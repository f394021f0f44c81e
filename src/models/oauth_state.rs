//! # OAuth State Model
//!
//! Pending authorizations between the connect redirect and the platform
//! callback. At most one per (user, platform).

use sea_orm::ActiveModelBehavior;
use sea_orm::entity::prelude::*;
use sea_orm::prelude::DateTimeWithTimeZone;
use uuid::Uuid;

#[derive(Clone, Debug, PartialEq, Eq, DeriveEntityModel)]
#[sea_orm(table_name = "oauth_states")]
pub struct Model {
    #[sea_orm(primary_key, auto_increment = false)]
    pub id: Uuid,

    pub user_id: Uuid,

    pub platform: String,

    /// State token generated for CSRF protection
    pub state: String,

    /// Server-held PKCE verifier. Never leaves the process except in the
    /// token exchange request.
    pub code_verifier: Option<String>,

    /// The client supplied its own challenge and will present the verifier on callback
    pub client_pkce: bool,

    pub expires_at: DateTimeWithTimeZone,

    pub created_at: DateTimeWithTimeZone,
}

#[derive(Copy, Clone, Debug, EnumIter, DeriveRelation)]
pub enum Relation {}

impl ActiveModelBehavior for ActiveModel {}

=-=-=-=-=

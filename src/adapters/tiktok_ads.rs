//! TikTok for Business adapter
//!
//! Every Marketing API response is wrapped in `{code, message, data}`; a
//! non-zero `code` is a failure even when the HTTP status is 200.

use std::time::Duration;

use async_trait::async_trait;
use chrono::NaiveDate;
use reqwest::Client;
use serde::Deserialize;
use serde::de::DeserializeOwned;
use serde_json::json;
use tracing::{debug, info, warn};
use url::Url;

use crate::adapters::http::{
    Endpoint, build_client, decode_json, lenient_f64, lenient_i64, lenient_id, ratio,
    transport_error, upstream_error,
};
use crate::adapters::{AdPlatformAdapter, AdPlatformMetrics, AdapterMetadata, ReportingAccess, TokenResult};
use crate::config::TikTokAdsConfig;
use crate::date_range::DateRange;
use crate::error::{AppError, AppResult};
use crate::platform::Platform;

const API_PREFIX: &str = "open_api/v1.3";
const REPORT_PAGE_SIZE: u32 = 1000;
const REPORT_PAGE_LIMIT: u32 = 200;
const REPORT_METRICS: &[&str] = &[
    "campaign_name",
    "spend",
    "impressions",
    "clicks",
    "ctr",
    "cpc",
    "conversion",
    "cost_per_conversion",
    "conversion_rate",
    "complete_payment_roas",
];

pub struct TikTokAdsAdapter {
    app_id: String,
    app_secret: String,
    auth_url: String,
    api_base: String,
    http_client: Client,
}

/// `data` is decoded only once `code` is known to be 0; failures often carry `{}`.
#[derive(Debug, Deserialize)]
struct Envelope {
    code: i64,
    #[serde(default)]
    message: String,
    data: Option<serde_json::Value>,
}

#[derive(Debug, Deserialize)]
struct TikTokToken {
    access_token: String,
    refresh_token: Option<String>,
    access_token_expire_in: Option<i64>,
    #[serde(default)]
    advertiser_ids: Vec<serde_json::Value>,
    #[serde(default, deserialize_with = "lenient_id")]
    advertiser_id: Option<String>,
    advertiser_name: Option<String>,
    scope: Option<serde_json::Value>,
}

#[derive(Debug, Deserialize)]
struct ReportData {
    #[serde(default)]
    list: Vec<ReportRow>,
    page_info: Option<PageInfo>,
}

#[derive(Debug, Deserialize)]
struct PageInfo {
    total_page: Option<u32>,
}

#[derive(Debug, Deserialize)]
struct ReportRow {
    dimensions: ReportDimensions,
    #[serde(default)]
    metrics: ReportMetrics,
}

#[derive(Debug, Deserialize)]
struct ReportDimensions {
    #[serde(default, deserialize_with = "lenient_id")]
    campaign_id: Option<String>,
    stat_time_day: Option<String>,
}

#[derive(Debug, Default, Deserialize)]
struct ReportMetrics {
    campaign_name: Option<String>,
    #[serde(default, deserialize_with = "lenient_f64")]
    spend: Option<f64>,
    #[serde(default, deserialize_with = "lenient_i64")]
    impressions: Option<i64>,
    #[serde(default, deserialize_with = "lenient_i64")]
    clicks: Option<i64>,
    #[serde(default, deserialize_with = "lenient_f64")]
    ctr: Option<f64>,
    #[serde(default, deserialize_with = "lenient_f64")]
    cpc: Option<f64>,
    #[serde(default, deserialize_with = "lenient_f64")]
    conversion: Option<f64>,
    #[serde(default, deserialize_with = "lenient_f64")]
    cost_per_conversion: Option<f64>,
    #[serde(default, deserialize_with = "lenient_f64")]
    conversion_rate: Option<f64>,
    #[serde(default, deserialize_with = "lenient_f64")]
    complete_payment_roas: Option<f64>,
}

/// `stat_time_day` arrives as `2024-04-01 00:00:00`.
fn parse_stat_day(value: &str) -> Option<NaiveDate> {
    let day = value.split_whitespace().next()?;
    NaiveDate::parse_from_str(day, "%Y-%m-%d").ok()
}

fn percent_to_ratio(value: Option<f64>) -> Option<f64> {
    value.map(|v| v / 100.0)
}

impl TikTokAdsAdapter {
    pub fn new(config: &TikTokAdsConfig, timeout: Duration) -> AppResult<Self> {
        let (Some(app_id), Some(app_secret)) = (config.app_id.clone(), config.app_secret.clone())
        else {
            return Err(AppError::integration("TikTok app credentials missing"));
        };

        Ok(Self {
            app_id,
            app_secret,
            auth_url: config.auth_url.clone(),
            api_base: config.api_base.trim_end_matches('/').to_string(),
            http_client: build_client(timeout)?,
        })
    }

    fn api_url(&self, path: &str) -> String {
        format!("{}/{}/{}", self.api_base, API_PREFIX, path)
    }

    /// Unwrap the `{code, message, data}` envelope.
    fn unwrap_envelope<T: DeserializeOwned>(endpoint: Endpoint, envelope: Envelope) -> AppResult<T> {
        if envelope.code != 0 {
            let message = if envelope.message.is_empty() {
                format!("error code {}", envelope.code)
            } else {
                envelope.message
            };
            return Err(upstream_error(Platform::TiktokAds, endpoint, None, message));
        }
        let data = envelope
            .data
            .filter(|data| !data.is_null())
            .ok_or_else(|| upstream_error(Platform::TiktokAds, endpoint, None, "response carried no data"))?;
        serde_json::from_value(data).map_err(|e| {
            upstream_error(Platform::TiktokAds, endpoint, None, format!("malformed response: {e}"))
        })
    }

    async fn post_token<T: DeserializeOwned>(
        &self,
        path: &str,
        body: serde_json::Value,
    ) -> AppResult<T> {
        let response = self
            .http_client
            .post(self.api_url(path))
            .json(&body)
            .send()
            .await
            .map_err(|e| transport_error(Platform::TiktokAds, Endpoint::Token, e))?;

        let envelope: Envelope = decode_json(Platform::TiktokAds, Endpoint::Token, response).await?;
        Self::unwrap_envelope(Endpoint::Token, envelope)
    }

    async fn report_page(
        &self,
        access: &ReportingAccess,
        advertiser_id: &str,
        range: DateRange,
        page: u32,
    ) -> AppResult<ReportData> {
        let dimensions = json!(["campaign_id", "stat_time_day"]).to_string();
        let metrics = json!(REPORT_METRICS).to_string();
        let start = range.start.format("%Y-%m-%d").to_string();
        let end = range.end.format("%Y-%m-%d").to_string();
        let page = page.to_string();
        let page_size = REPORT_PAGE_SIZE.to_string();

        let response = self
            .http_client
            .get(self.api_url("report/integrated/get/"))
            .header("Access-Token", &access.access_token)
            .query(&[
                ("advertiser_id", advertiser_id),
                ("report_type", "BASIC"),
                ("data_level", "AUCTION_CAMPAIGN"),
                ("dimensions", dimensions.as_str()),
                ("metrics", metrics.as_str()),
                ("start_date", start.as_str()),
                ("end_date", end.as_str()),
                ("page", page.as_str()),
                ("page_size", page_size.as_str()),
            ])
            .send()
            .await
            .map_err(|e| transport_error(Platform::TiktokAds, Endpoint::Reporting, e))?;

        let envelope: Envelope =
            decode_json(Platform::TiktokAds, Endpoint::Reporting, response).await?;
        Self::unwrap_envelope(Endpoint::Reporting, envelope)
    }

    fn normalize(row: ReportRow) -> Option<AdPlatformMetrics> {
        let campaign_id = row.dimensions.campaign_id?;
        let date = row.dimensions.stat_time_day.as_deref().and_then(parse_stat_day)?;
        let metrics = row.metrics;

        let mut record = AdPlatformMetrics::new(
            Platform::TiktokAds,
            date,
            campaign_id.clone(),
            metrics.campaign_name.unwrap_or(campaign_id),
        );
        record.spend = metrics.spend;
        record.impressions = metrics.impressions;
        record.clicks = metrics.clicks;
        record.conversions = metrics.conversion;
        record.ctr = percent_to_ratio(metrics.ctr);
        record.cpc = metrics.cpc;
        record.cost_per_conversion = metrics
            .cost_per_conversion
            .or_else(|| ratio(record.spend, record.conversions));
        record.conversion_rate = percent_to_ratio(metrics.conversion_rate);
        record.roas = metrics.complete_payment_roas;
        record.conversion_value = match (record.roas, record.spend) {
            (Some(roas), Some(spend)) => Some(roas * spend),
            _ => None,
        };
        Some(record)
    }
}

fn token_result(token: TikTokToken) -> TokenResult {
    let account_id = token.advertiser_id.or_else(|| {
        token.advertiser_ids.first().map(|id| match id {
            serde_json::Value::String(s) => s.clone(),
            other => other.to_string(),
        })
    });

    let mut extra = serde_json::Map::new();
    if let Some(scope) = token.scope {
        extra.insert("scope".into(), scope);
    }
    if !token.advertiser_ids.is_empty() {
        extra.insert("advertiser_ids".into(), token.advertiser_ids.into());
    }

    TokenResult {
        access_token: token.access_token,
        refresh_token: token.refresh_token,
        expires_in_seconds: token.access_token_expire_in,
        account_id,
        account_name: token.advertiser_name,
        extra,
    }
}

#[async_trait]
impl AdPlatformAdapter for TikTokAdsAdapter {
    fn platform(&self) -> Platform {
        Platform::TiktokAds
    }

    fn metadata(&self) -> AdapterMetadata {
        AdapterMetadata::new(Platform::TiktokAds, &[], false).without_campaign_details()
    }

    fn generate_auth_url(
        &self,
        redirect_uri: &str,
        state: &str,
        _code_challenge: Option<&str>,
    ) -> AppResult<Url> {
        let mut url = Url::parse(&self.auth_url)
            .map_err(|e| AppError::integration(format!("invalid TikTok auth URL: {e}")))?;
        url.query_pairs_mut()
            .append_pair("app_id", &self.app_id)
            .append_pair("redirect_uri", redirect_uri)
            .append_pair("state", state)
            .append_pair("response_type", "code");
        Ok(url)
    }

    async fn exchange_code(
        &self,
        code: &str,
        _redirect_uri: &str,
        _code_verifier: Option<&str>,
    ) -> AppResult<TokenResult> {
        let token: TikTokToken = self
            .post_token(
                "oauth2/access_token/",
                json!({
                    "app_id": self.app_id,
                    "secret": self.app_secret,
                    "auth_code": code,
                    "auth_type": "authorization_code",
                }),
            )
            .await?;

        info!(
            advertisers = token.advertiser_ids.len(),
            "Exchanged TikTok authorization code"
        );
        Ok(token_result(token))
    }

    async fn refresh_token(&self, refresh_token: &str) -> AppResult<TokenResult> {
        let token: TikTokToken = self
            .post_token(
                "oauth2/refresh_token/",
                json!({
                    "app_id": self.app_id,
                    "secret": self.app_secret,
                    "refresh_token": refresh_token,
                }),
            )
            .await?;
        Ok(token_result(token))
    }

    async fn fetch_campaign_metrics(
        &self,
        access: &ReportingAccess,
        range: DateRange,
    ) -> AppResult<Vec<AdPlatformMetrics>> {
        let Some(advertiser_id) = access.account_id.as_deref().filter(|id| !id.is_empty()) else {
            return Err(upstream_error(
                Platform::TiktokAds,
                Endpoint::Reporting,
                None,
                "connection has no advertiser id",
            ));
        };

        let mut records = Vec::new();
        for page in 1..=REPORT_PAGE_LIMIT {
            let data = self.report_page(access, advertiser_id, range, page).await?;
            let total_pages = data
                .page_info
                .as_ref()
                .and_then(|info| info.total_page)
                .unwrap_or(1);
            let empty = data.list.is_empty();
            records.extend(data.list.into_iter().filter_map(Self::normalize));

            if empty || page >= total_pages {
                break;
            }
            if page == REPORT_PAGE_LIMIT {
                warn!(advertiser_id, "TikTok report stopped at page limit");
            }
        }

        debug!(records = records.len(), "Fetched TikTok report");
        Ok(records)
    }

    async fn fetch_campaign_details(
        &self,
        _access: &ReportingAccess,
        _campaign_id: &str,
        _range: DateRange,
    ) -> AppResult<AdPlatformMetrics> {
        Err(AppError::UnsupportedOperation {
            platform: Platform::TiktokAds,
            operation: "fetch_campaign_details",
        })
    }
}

=-=-=-=-=

Please reproduce, exactly as they appear above, the lines from the line containing "repository f394021f0f44c81e" up to and including the line containing "use sea_orm::prelude::DateTimeWithTimeZone;".

-- Reply --
repository f394021f0f44c81e
filename src/models/oauth_state.rs
//! # OAuth State Model
//!
//! Pending authorizations between the connect redirect and the platform
//! callback. At most one per (user, platform).

use sea_orm::ActiveModelBehavior;
use sea_orm::entity::prelude::*;
use sea_orm::prelude::DateTimeWithTimeZone;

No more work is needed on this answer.